Aim of the exercise — Say how many lines in the records contain the string "queries", giving the number by itself.

Data excerpts —

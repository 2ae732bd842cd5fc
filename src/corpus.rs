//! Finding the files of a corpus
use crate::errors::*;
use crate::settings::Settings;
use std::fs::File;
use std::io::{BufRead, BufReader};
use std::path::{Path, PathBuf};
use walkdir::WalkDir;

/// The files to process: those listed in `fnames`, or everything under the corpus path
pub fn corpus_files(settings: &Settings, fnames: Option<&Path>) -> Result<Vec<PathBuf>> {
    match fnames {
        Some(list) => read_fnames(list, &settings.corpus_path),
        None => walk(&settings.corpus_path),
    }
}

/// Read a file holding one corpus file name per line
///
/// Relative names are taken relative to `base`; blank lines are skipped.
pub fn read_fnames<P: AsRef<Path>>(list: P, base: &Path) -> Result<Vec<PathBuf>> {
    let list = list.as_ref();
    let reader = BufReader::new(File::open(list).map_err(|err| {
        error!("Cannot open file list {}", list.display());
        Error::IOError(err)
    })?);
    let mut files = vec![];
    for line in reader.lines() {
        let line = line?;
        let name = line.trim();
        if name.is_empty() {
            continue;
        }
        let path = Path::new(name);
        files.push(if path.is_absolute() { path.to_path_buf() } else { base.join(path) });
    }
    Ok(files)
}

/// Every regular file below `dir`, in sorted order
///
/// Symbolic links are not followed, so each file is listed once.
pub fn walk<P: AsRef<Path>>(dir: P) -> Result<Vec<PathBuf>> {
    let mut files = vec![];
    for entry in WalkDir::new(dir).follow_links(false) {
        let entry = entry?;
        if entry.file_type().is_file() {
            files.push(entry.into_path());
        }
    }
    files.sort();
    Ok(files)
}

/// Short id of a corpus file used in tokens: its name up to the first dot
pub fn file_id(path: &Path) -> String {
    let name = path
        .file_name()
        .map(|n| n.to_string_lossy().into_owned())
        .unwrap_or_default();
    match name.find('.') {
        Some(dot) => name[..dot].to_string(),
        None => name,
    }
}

==

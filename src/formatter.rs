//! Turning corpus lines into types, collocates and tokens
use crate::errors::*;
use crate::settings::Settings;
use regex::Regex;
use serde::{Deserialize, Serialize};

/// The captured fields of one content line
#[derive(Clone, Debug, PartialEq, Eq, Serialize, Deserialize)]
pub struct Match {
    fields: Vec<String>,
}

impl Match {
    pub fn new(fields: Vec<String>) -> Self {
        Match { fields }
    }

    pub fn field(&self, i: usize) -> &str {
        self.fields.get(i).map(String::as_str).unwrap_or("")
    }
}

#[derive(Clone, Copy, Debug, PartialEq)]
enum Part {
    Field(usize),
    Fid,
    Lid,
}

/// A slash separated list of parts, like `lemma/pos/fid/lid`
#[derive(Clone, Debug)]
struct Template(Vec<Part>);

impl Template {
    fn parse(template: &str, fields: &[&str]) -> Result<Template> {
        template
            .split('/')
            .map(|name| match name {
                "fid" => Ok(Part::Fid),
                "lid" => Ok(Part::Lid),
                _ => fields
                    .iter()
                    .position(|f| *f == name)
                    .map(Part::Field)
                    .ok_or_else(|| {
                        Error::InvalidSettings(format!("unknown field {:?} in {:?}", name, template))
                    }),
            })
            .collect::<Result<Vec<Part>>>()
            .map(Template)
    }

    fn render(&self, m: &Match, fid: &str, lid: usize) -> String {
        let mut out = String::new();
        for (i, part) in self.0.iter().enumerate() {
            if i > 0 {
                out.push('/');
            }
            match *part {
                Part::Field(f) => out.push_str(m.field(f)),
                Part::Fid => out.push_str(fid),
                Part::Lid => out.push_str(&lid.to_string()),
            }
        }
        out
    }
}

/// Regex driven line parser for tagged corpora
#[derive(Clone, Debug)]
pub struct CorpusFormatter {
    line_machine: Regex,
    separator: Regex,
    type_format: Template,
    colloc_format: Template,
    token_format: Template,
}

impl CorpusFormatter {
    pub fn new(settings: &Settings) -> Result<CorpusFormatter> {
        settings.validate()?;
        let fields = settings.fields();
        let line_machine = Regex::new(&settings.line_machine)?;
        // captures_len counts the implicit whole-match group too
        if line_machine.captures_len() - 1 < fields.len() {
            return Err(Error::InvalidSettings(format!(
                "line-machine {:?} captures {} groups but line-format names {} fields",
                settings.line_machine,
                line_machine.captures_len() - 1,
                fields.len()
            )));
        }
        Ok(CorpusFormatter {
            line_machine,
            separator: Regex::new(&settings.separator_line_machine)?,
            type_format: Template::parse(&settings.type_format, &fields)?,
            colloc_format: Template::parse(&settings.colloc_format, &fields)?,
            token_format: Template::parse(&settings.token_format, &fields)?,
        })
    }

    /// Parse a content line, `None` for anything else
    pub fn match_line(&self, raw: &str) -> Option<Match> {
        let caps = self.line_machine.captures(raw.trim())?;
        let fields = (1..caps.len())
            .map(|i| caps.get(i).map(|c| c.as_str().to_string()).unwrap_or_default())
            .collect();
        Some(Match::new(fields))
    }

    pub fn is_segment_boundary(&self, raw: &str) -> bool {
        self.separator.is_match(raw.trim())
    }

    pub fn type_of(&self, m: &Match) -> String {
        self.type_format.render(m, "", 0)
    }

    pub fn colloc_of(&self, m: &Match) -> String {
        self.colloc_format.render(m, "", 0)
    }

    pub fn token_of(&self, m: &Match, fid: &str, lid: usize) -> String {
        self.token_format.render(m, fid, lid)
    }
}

* * *

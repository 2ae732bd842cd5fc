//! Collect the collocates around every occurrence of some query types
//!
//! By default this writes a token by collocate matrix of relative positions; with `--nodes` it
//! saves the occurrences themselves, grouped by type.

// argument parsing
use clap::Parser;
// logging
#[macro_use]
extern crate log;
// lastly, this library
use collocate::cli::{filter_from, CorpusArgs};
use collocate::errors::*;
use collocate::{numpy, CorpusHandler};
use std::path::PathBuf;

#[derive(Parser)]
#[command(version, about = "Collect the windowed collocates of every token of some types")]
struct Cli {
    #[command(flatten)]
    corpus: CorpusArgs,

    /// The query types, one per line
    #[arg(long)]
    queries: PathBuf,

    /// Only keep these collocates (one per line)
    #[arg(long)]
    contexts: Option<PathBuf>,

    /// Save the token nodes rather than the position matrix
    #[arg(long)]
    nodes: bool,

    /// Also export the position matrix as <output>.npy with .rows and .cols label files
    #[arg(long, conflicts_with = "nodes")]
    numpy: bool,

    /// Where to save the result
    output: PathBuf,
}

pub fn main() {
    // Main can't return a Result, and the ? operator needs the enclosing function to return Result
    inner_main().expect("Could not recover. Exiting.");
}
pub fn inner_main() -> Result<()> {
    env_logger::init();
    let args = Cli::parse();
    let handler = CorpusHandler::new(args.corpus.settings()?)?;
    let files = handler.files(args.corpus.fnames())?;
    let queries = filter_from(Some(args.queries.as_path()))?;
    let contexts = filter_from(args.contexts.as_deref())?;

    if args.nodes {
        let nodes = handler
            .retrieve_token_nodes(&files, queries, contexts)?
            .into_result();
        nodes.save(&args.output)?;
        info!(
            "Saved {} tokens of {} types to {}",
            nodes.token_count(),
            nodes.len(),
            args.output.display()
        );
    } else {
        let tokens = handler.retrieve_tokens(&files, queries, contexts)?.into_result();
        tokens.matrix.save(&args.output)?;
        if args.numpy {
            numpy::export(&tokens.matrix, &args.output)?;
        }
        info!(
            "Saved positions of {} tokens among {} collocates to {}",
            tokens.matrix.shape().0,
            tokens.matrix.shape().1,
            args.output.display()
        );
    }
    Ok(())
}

Answer to this exercise — 4